◆ ACTIVITY ◆
Copy the records that follow exactly, leaving nothing out.

= Beginning of Section =

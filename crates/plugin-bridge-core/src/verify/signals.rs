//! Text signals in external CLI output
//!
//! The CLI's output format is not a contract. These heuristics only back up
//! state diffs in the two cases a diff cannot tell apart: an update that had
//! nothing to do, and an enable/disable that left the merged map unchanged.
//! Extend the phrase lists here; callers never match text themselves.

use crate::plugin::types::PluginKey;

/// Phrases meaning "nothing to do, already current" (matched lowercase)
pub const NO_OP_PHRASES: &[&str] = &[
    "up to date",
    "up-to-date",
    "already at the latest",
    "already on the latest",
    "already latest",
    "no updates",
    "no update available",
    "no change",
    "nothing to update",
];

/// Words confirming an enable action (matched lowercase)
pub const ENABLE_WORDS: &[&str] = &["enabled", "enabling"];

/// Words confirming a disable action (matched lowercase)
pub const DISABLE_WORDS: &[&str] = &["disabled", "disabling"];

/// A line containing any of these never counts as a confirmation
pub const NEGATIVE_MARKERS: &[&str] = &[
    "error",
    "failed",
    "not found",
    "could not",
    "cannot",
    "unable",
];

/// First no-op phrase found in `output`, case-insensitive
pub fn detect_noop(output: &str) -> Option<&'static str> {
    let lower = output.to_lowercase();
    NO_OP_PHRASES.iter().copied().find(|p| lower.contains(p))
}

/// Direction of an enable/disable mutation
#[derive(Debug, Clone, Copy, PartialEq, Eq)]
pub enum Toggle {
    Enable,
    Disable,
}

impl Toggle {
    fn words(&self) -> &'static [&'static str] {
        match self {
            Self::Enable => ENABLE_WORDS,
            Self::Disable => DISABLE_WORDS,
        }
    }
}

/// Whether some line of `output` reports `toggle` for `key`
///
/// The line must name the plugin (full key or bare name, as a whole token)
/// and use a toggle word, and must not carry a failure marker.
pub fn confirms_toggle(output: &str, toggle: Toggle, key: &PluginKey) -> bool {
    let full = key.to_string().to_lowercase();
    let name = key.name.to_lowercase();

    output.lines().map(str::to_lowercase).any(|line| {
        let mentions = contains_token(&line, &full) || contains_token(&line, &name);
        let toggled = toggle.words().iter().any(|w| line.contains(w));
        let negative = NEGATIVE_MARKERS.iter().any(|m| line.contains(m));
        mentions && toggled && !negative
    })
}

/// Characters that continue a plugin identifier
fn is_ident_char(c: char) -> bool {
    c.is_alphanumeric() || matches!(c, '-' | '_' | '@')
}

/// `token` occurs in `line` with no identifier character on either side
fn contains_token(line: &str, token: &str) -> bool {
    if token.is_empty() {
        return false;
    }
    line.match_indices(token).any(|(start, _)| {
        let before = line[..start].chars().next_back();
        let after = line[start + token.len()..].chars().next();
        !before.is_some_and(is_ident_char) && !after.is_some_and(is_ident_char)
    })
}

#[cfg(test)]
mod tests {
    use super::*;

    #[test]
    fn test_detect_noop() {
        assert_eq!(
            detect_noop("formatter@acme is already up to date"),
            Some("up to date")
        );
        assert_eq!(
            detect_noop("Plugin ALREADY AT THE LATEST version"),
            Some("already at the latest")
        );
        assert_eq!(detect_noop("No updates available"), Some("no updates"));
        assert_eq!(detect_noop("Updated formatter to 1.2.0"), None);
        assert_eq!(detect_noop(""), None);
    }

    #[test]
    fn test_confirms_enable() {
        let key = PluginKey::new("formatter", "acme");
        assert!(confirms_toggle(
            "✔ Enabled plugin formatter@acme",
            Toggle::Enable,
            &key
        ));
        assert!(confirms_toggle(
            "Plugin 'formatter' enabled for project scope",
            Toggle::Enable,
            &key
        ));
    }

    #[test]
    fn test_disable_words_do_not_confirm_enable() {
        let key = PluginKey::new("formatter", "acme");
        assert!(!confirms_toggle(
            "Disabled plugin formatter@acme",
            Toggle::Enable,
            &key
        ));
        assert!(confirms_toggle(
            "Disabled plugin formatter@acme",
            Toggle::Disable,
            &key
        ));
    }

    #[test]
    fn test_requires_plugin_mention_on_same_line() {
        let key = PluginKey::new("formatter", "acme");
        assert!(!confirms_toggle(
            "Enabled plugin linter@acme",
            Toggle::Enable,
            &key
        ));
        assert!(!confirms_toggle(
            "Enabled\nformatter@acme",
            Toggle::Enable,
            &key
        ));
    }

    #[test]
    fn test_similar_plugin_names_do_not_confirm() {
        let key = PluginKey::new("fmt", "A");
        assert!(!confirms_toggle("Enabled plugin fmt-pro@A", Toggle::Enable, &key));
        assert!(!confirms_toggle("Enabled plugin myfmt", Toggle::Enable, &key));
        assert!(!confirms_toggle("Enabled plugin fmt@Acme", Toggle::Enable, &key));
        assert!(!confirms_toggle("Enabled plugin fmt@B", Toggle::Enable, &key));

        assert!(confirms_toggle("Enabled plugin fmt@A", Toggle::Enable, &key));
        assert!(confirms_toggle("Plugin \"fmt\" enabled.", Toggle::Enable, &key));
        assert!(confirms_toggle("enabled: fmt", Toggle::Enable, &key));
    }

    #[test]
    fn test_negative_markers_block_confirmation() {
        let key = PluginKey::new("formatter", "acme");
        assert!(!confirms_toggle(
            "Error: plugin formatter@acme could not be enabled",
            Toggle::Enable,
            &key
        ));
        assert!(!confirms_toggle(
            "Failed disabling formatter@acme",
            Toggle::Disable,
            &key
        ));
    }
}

= End of Section =

◆ SOLUTION TO THIS PROBLEM ◆
filename crates/plugin-bridge-core/src/verify/signals.rs
//! Text signals in external CLI output
//!
//! The CLI's output format is not a contract. These heuristics only back up
//! state diffs in the two cases a diff cannot tell apart: an update that had
//! nothing to do, and an enable/disable that left the merged map unchanged.
//! Extend the phrase lists here; callers never match text themselves.

use crate::plugin::types::PluginKey;

/// Phrases meaning "nothing to do, already current" (matched lowercase)
pub const NO_OP_PHRASES: &[&str] = &[
    "up to date",
    "up-to-date",
    "already at the latest",
    "already on the latest",
    "already latest",
    "no updates",
    "no update available",
    "no change",
    "nothing to update",
];

/// Words confirming an enable action (matched lowercase)
pub const ENABLE_WORDS: &[&str] = &["enabled", "enabling"];

/// Words confirming a disable action (matched lowercase)
pub const DISABLE_WORDS: &[&str] = &["disabled", "disabling"];

/// A line containing any of these never counts as a confirmation
pub const NEGATIVE_MARKERS: &[&str] = &[
    "error",
    "failed",
    "not found",
    "could not",
    "cannot",
    "unable",
];

/// First no-op phrase found in `output`, case-insensitive
pub fn detect_noop(output: &str) -> Option<&'static str> {
    let lower = output.to_lowercase();
    NO_OP_PHRASES.iter().copied().find(|p| lower.contains(p))
}

/// Direction of an enable/disable mutation
#[derive(Debug, Clone, Copy, PartialEq, Eq)]
pub enum Toggle {
    Enable,
    Disable,
}

impl Toggle {
    fn words(&self) -> &'static [&'static str] {
        match self {
            Self::Enable => ENABLE_WORDS,
            Self::Disable => DISABLE_WORDS,
        }
    }
}

/// Whether some line of `output` reports `toggle` for `key`
///
/// The line must name the plugin (full key or bare name, as a whole token)
/// and use a toggle word, and must not carry a failure marker.
pub fn confirms_toggle(output: &str, toggle: Toggle, key: &PluginKey) -> bool {
    let full = key.to_string().to_lowercase();
    let name = key.name.to_lowercase();

    output.lines().map(str::to_lowercase).any(|line| {
        let mentions = contains_token(&line, &full) || contains_token(&line, &name);
        let toggled = toggle.words().iter().any(|w| line.contains(w));
        let negative = NEGATIVE_MARKERS.iter().any(|m| line.contains(m));
        mentions && toggled && !negative
    })
}

/// Characters that continue a plugin identifier
fn is_ident_char(c: char) -> bool {
    c.is_alphanumeric() || matches!(c, '-' | '_' | '@')
}

/// `token` occurs in `line` with no identifier character on either side
fn contains_token(line: &str, token: &str) -> bool {
    if token.is_empty() {
        return false;
    }
    line.match_indices(token).any(|(start, _)| {
        let before = line[..start].chars().next_back();
        let after = line[start + token.len()..].chars().next();
        !before.is_some_and(is_ident_char) && !after.is_some_and(is_ident_char)
    })
}

#[cfg(test)]
mod tests {
    use super::*;

    #[test]
    fn test_detect_noop() {
        assert_eq!(
            detect_noop("formatter@acme is already up to date"),
            Some("up to date")
        );
        assert_eq!(
            detect_noop("Plugin ALREADY AT THE LATEST version"),
            Some("already at the latest")
        );
        assert_eq!(detect_noop("No updates available"), Some("no updates"));
        assert_eq!(detect_noop("Updated formatter to 1.2.0"), None);
        assert_eq!(detect_noop(""), None);
    }

    #[test]
    fn test_confirms_enable() {
        let key = PluginKey::new("formatter", "acme");
        assert!(confirms_toggle(
            "✔ Enabled plugin formatter@acme",
            Toggle::Enable,
            &key
        ));
        assert!(confirms_toggle(
            "Plugin 'formatter' enabled for project scope",
            Toggle::Enable,
            &key
        ));
    }

    #[test]
    fn test_disable_words_do_not_confirm_enable() {
        let key = PluginKey::new("formatter", "acme");
        assert!(!confirms_toggle(
            "Disabled plugin formatter@acme",
            Toggle::Enable,
            &key
        ));
        assert!(confirms_toggle(
            "Disabled plugin formatter@acme",
            Toggle::Disable,
            &key
        ));
    }

    #[test]
    fn test_requires_plugin_mention_on_same_line() {
        let key = PluginKey::new("formatter", "acme");
        assert!(!confirms_toggle(
            "Enabled plugin linter@acme",
            Toggle::Enable,
            &key
        ));
        assert!(!confirms_toggle(
            "Enabled\nformatter@acme",
            Toggle::Enable,
            &key
        ));
    }

    #[test]
    fn test_similar_plugin_names_do_not_confirm() {
        let key = PluginKey::new("fmt", "A");
        assert!(!confirms_toggle("Enabled plugin fmt-pro@A", Toggle::Enable, &key));
        assert!(!confirms_toggle("Enabled plugin myfmt", Toggle::Enable, &key));
        assert!(!confirms_toggle("Enabled plugin fmt@Acme", Toggle::Enable, &key));
        assert!(!confirms_toggle("Enabled plugin fmt@B", Toggle::Enable, &key));

        assert!(confirms_toggle("Enabled plugin fmt@A", Toggle::Enable, &key));
        assert!(confirms_toggle("Plugin \"fmt\" enabled.", Toggle::Enable, &key));
        assert!(confirms_toggle("enabled: fmt", Toggle::Enable, &key));
    }

    #[test]
    fn test_negative_markers_block_confirmation() {
        let key = PluginKey::new("formatter", "acme");
        assert!(!confirms_toggle(
            "Error: plugin formatter@acme could not be enabled",
            Toggle::Enable,
            &key
        ));
        assert!(!confirms_toggle(
            "Failed disabling formatter@acme",
            Toggle::Disable,
            &key
        ));
    }
}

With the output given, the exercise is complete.